🤖 AI Summary
This study addresses the lack of ground-truth hemodynamic benchmark data for ultrasound localization microscopy (ULM) algorithms. Methodologically, we present the first open-source, organ-agnostic ULM simulation platform built in MATLAB. It features a flexible vascular structure modeling framework and introduces, for the first time, a sequential Monte Carlo simulation integrating pulsatile flow with Poiseuille flow to accurately capture microbubble biodynamics in tissues such as mouse brain and human heart. The platform incorporates SVD-based spatiotemporal filtering and Fourier ring correlation to enable fully automated, end-to-end generation—from microbubble trajectories to RF signals to ULM images—with CPU/GPU parallel acceleration. Its key contribution is a high-fidelity digital phantom dataset that enables cross-organ ULM algorithm evaluation, motion artifact analysis, myocardial reconstruction in beating hearts, and neurovascular coupling modeling—thereby significantly improving validation rigor and accelerating development of super-resolution ultrasound imaging methods and novel modalities.
📝 Abstract
The-Bodega is a Matlab-based toolbox for simulating ground-truth datasets for Ultrasound Localization Microscopy (ULM)-a super resolution imaging technique that resolves microvessels by systematically tracking microbubbles flowing through the microvasculature.
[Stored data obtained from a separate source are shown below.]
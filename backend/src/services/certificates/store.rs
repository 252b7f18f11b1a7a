//! Persistence of onboarding certificates in `onboarding_certificates`.

use crate::config::Config;
use crate::db;
use crate::error::AppError;
use common::model::certificate::OnboardingCertificate;
use common::requests::CertificateForm;
use rusqlite::{params, Connection, OptionalExtension, Row};
use uuid::Uuid;

const MAX_INSERT_ATTEMPTS: usize = 5;

/// Status written by the merge step.
pub const READY: &str = "READY";

const COLUMNS: &str = "id, record_id, school_name, lga, school_code,
    js1, js2, js3, ss1, ss2, ss3, total, teachers,
    pdf_path, our_ref, date_of_issue, created_at";

fn from_row(row: &Row<'_>) -> rusqlite::Result<OnboardingCertificate> {
    Ok(OnboardingCertificate {
        id: row.get(0)?,
        record_id: row.get(1)?,
        school_name: row.get(2)?,
        lga: row.get(3)?,
        school_code: row.get(4)?,
        js1: row.get(5)?,
        js2: row.get(6)?,
        js3: row.get(7)?,
        ss1: row.get(8)?,
        ss2: row.get(9)?,
        ss3: row.get(10)?,
        total: row.get(11)?,
        teachers: row.get(12)?,
        pdf_path: row.get(13)?,
        our_ref: row.get(14)?,
        date_of_issue: row.get(15)?,
        created_at: row.get(16)?,
    })
}

fn new_record_id() -> String {
    Uuid::new_v4().simple().to_string()[..8].to_string()
}

/// Inserts one certificate per submission. `Our_Ref` is the row id and the
/// issue date is today.
pub fn insert_certificate(
    config: &Config,
    form: &CertificateForm,
) -> Result<OnboardingCertificate, AppError> {
    let mut conn = db::open(config)?;
    insert_with(&mut conn, form, new_record_id)
}

/// Insert loop behind [`insert_certificate`], with the id source supplied.
///
/// Each attempt runs the INSERT and the `our_ref` UPDATE in one transaction,
/// so a row never exists without its reference. An id collision rolls the
/// attempt back and draws a fresh id, up to `MAX_INSERT_ATTEMPTS` times.
fn insert_with(
    conn: &mut Connection,
    form: &CertificateForm,
    mut next_id: impl FnMut() -> String,
) -> Result<OnboardingCertificate, AppError> {
    for attempt in 1..=MAX_INSERT_ATTEMPTS {
        let record_id = next_id();
        let tx = conn.transaction()?;
        let inserted = tx.execute(
            "INSERT INTO onboarding_certificates
             (record_id, school_name, lga, school_code,
              js1, js2, js3, ss1, ss2, ss3, total, teachers, date_of_issue)
             VALUES (?1, ?2, ?3, ?4, ?5, ?6, ?7, ?8, ?9, ?10, ?11, ?12, date('now'))",
            params![
                record_id,
                form.school_name.trim(),
                form.lga.trim(),
                form.school_code.trim(),
                form.js1,
                form.js2,
                form.js3,
                form.ss1,
                form.ss2,
                form.ss3,
                form.total,
                form.teachers,
            ],
        );

        match inserted {
            Ok(_) => {
                let id = tx.last_insert_rowid();
                tx.execute(
                    "UPDATE onboarding_certificates SET our_ref = ?1 WHERE id = ?1",
                    params![id],
                )?;
                let cert = find(&tx, &record_id)?.ok_or_else(|| {
                    AppError::Internal(format!("certificate {} vanished after insert", record_id))
                })?;
                tx.commit()?;
                return Ok(cert);
            }
            Err(e) if db::is_constraint_violation(&e) => {
                log::warn!("certificate id collision on attempt {}, retrying", attempt);
            }
            Err(e) => return Err(e.into()),
        }
    }

    Err(AppError::Internal(
        "could not allocate a unique certificate id".to_string(),
    ))
}

fn find(conn: &Connection, record_id: &str) -> Result<Option<OnboardingCertificate>, AppError> {
    let sql = format!(
        "SELECT {} FROM onboarding_certificates WHERE record_id = ?1",
        COLUMNS
    );
    Ok(conn
        .query_row(&sql, params![record_id], from_row)
        .optional()?)
}

pub fn get_certificate(
    config: &Config,
    record_id: &str,
) -> Result<Option<OnboardingCertificate>, AppError> {
    let conn = db::open(config)?;
    find(&conn, record_id)
}

/// Every certificate, newest first.
pub fn list_certificates(config: &Config) -> Result<Vec<OnboardingCertificate>, AppError> {
    let conn = db::open(config)?;
    let sql = format!(
        "SELECT {} FROM onboarding_certificates ORDER BY created_at DESC, id DESC",
        COLUMNS
    );
    let mut stmt = conn.prepare(&sql)?;
    let records = stmt
        .query_map([], from_row)?
        .collect::<Result<Vec<_>, _>>()?;
    Ok(records)
}

/// Sets `pdf_path` to `READY`. Returns false when no such record exists.
pub fn mark_ready(config: &Config, record_id: &str) -> Result<bool, AppError> {
    let conn = db::open(config)?;
    let updated = conn.execute(
        "UPDATE onboarding_certificates SET pdf_path = ?1 WHERE record_id = ?2",
        params![READY, record_id],
    )?;
    Ok(updated > 0)
}

#[cfg(test)]
pub(crate) mod tests {
    use super::*;
    use crate::db::testing::temp_config;

    pub fn form(school_name: &str) -> CertificateForm {
        CertificateForm {
            school_name: school_name.to_string(),
            lga: "Ikeja".to_string(),
            school_code: "C24084".to_string(),
            js1: 120,
            js2: 110,
            js3: 100,
            ss1: 90,
            ss2: 80,
            ss3: 70,
            total: 570,
            teachers: 35,
        }
    }

    #[test]
    fn insert_assigns_id_reference_and_date() {
        let (_dir, config) = temp_config();
        let cert = insert_certificate(&config, &form("Climax Secondary School")).unwrap();
        assert_eq!(cert.record_id.len(), 8);
        assert!(cert.record_id.chars().all(|c| c.is_ascii_hexdigit()));
        assert_eq!(cert.our_ref, Some(cert.id));
        assert_eq!(cert.date_of_issue.as_deref().map(str::len), Some(10));
        assert_eq!(cert.pdf_path, None);
        assert_eq!(cert.total, 570);
    }

    #[test]
    fn same_school_can_be_submitted_twice() {
        let (_dir, config) = temp_config();
        let a = insert_certificate(&config, &form("Twice High")).unwrap();
        let b = insert_certificate(&config, &form("Twice High")).unwrap();
        assert_ne!(a.record_id, b.record_id);
        assert_eq!(list_certificates(&config).unwrap().len(), 2);
    }

    #[test]
    fn listing_is_newest_first() {
        let (_dir, config) = temp_config();
        let first = insert_certificate(&config, &form("First")).unwrap();
        let second = insert_certificate(&config, &form("Second")).unwrap();
        let listed = list_certificates(&config).unwrap();
        assert_eq!(listed[0].record_id, second.record_id);
        assert_eq!(listed[1].record_id, first.record_id);
    }

    #[test]
    fn id_collision_draws_a_fresh_id() {
        let (_dir, config) = temp_config();
        let mut conn = db::open(&config).unwrap();
        let mut ids = vec!["cafe0002", "cafe0001", "cafe0001"];
        insert_with(&mut conn, &form("First"), || ids.pop().unwrap().to_string()).unwrap();

        let second = insert_with(&mut conn, &form("Second"), || ids.pop().unwrap().to_string())
            .unwrap();
        assert_eq!(second.record_id, "cafe0002");
        assert_eq!(second.our_ref, Some(second.id));
        assert!(ids.is_empty());
        assert_eq!(list_certificates(&config).unwrap().len(), 2);
    }

    #[test]
    fn stuck_id_source_gives_up_without_partial_rows() {
        let (_dir, config) = temp_config();
        let mut conn = db::open(&config).unwrap();
        insert_with(&mut conn, &form("Holder"), || "cafe0001".to_string()).unwrap();

        let mut calls = 0;
        let result = insert_with(&mut conn, &form("Blocked"), || {
            calls += 1;
            "cafe0001".to_string()
        });
        assert!(matches!(result, Err(AppError::Internal(msg)) if msg.contains("unique certificate id")));
        assert_eq!(calls, MAX_INSERT_ATTEMPTS);

        let listed = list_certificates(&config).unwrap();
        assert_eq!(listed.len(), 1);
        assert!(listed.iter().all(|c| c.our_ref == Some(c.id)));
    }

    #[test]
    fn mark_ready_flips_status() {
        let (_dir, config) = temp_config();
        let cert = insert_certificate(&config, &form("Ready College")).unwrap();
        assert!(mark_ready(&config, &cert.record_id).unwrap());
        let reloaded = get_certificate(&config, &cert.record_id).unwrap().unwrap();
        assert_eq!(reloaded.pdf_path.as_deref(), Some(READY));
        assert!(!mark_ready(&config, "deadbeef").unwrap());
    }
}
The-Bodega enables open-source simulation of stochastic microbubble dynamics through anatomically complex vascular graphs and features a quasi-automated pipeline for generating ground-truth ultrasound data from simple vascular inputs. It incorporates sequential Monte Carlo simulations augmented with Poiseuille flow distributions and dynamic pulsatile flow. A key novelty of our framework is its flexibility to accommodate arbitrary vascular architectures and benchmark common ULM algorithms, such as Fourier Ring Correlation and Singular Value Decomposition (SVD) spatiotemporal filtering, on realistic hemodynamic digital phantoms. The-Bodega supports consistent microbubble-to-ultrasound simulations across domains ranging from mouse brains to human hearts and automatically leverages available CPU/GPU parallelization to improve computational efficiency. We demonstrate its versatility in applications including image quality assessment, motion artifact analysis, and the simulation of novel ULM modalities, such as capillary imaging, myocardial reconstruction under beating heart motion, and simulating neurovascular evoked responses.